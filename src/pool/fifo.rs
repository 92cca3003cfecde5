//! # FIFO worker pool: submit-and-forget execution in submission order.
//!
//! [`FifoPool`] plugs a [`LinkedBlockingQueue`] into the
//! [`WorkerPool`](super::WorkerPool) core. [`execute`](FifoPool::execute) is
//! a non-blocking offer; idle workers block in the queue's `take` and are
//! released on [`stop`](FifoPool::stop) by disabling blocking on the queue.
//!
//! With a single worker, tasks run strictly in submission order.

use std::sync::atomic::{AtomicBool, Ordering};

use crate::queue::LinkedBlockingQueue;

use super::core::{Runnable, TaskSource, WorkerPool};

struct FifoSource<T> {
    queue: LinkedBlockingQueue<T>,
}

impl<T: Runnable> TaskSource for FifoSource<T> {
    type Task = T;

    fn next(&self, running: &AtomicBool) -> Option<T> {
        self.queue.take(|| !running.load(Ordering::Acquire))
    }

    fn run(&self, task: T) {
        task.run();
    }

    fn on_start(&self) {
        self.queue.set_allow_blocking(true);
    }

    fn on_stop(&self) {
        // Unblocks every worker pending in take; queued tasks left behind
        // stay queued for a later start.
        self.queue.set_allow_blocking(false);
    }
}

/// Worker pool executing submitted tasks in FIFO order.
///
/// # Example
/// ```
/// use threadkit::FifoPool;
///
/// let pool = FifoPool::new(1);
/// pool.start();
/// pool.execute(|| println!("ran on a worker"));
/// pool.stop();
/// ```
pub struct FifoPool<T: Runnable> {
    pool: WorkerPool<FifoSource<T>>,
}

impl<T: Runnable> FifoPool<T> {
    /// Creates a stopped pool with `workers` threads.
    pub fn new(workers: usize) -> Self {
        Self {
            pool: WorkerPool::new(
                workers,
                FifoSource {
                    queue: LinkedBlockingQueue::new(),
                },
            ),
        }
    }

    /// Spawns the workers; returns once all are up. Idempotent.
    pub fn start(&self) {
        self.pool.start();
    }

    /// Stops and joins the workers. Idempotent.
    pub fn stop(&self) {
        self.pool.stop();
    }

    /// Submits one task. Never blocks; a worker picks it up in FIFO order.
    pub fn execute(&self, task: T) {
        self.pool.source().queue.offer(task);
    }

    /// Number of submitted tasks not yet picked up by a worker.
    pub fn pending(&self) -> usize {
        self.pool.source().queue.len()
    }

    /// `true` between a completed `start()` and the next `stop()`.
    pub fn is_running(&self) -> bool {
        self.pool.is_running()
    }
}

▶ TRY IT
Go over the records above and tally each line that includes "Idempotent". Give the total by itself.

▶ YOUR RESPONSE
2